Stored data entries
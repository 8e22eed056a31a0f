use serde::Serialize;
use uuid::Uuid;

use super::Claims;
use crate::error::ApiError;

/// Role of a user inside their tenant, ordered by privilege.
#[derive(Debug, Clone, Copy, PartialEq, Eq, PartialOrd, Ord, Serialize)]
#[serde(rename_all = "snake_case")]
pub enum Role {
    Staff,
    Manager,
    Admin,
}

impl Role {
    /// Unknown or missing roles get the least privilege.
    pub fn from_claim(value: Option<&str>) -> Self {
        match value.map(|v| v.trim().to_lowercase()).as_deref() {
            Some("admin") => Self::Admin,
            Some("manager") => Self::Manager,
            _ => Self::Staff,
        }
    }

    pub fn as_str(&self) -> &'static str {
        match self {
            Self::Staff => "staff",
            Self::Manager => "manager",
            Self::Admin => "admin",
        }
    }
}

#[derive(Debug, Clone, PartialEq, Eq)]
pub enum ContextError {
    InvalidSubject,
    MissingTenant,
}

/// Authenticated user context extracted from a verified JWT
#[derive(Debug, Clone)]
pub struct AuthContext {
    pub user_id: Uuid,
    pub tenant_id: Uuid,
    pub role: Role,
    pub email: Option<String>,
}

impl AuthContext {
    pub fn from_claims(claims: &Claims) -> Result<Self, ContextError> {
        let user_id = Uuid::parse_str(&claims.sub).map_err(|_| ContextError::InvalidSubject)?;
        let metadata = claims.app_metadata.clone().unwrap_or_default();
        let tenant_id = metadata.tenant_id.ok_or(ContextError::MissingTenant)?;

        Ok(Self {
            user_id,
            tenant_id,
            role: Role::from_claim(metadata.role.as_deref()),
            email: claims.email.clone(),
        })
    }

    /// Fails with 403 unless the user holds at least `required`.
    pub fn require_role(&self, required: Role) -> Result<(), ApiError> {
        if self.role >= required {
            Ok(())
        } else {
            tracing::warn!(
                user_id = %self.user_id,
                tenant_id = %self.tenant_id,
                role = self.role.as_str(),
                required = required.as_str(),
                "Insufficient role"
            );
            Err(ApiError::forbidden(format!(
                "This action requires the {} role",
                required.as_str()
            )))
        }
    }
}

#[cfg(test)]
mod tests {
    use super::*;
    use crate::auth::claims::AppMetadata;

    fn claims(sub: &str, metadata: Option<AppMetadata>) -> Claims {
        Claims {
            sub: sub.to_string(),
            aud: "authenticated".to_string(),
            iss: "https://id.example.test".to_string(),
            iat: 0,
            exp: i64::MAX,
            nbf: None,
            email: Some("qc@example.test".to_string()),
            role: Some("authenticated".to_string()),
            app_metadata: metadata,
        }
    }

    #[test]
    fn builds_context_with_tenant_and_role() {
        let user = Uuid::new_v4();
        let tenant = Uuid::new_v4();
        let ctx = AuthContext::from_claims(&claims(
            &user.to_string(),
            Some(AppMetadata {
                tenant_id: Some(tenant),
                role: Some("Manager".to_string()),
            }),
        ))
        .unwrap();

        assert_eq!(ctx.user_id, user);
        assert_eq!(ctx.tenant_id, tenant);
        assert_eq!(ctx.role, Role::Manager);
    }

    #[test]
    fn rejects_tokens_without_tenant() {
        let err = AuthContext::from_claims(&claims(&Uuid::new_v4().to_string(), None)).unwrap_err();
        assert_eq!(err, ContextError::MissingTenant);
    }

    #[test]
    fn rejects_non_uuid_subject() {
        let err = AuthContext::from_claims(&claims("not-a-uuid", None)).unwrap_err();
        assert_eq!(err, ContextError::InvalidSubject);
    }

    #[test]
    fn role_hierarchy_is_enforced() {
        let ctx = AuthContext {
            user_id: Uuid::new_v4(),
            tenant_id: Uuid::new_v4(),
            role: Role::from_claim(Some("something-else")),
            email: None,
        };
        assert_eq!(ctx.role, Role::Staff);
        assert!(ctx.require_role(Role::Staff).is_ok());
        assert!(matches!(
            ctx.require_role(Role::Manager),
            Err(ApiError::Forbidden(_))
        ));

        let admin = AuthContext {
            role: Role::Admin,
            ..ctx
        };
        assert!(admin.require_role(Role::Manager).is_ok());
    }
}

§ **EXERCISE REQUIREMENTS**
From the first line of the records above down to the line containing "pub struct AuthContext", repeat each line exactly as written. Include both of those lines and add nothing.

§ **WRITTEN RESPONSE**
repository 8e22eed056a31a0f
use serde::Serialize;
use uuid::Uuid;

use super::Claims;
use crate::error::ApiError;

/// Role of a user inside their tenant, ordered by privilege.
#[derive(Debug, Clone, Copy, PartialEq, Eq, PartialOrd, Ord, Serialize)]
#[serde(rename_all = "snake_case")]
pub enum Role {
    Staff,
    Manager,
    Admin,
}

impl Role {
    /// Unknown or missing roles get the least privilege.
    pub fn from_claim(value: Option<&str>) -> Self {
        match value.map(|v| v.trim().to_lowercase()).as_deref() {
            Some("admin") => Self::Admin,
            Some("manager") => Self::Manager,
            _ => Self::Staff,
        }
    }

    pub fn as_str(&self) -> &'static str {
        match self {
            Self::Staff => "staff",
            Self::Manager => "manager",
            Self::Admin => "admin",
        }
    }
}

#[derive(Debug, Clone, PartialEq, Eq)]
pub enum ContextError {
    InvalidSubject,
    MissingTenant,
}

/// Authenticated user context extracted from a verified JWT
#[derive(Debug, Clone)]
pub struct AuthContext {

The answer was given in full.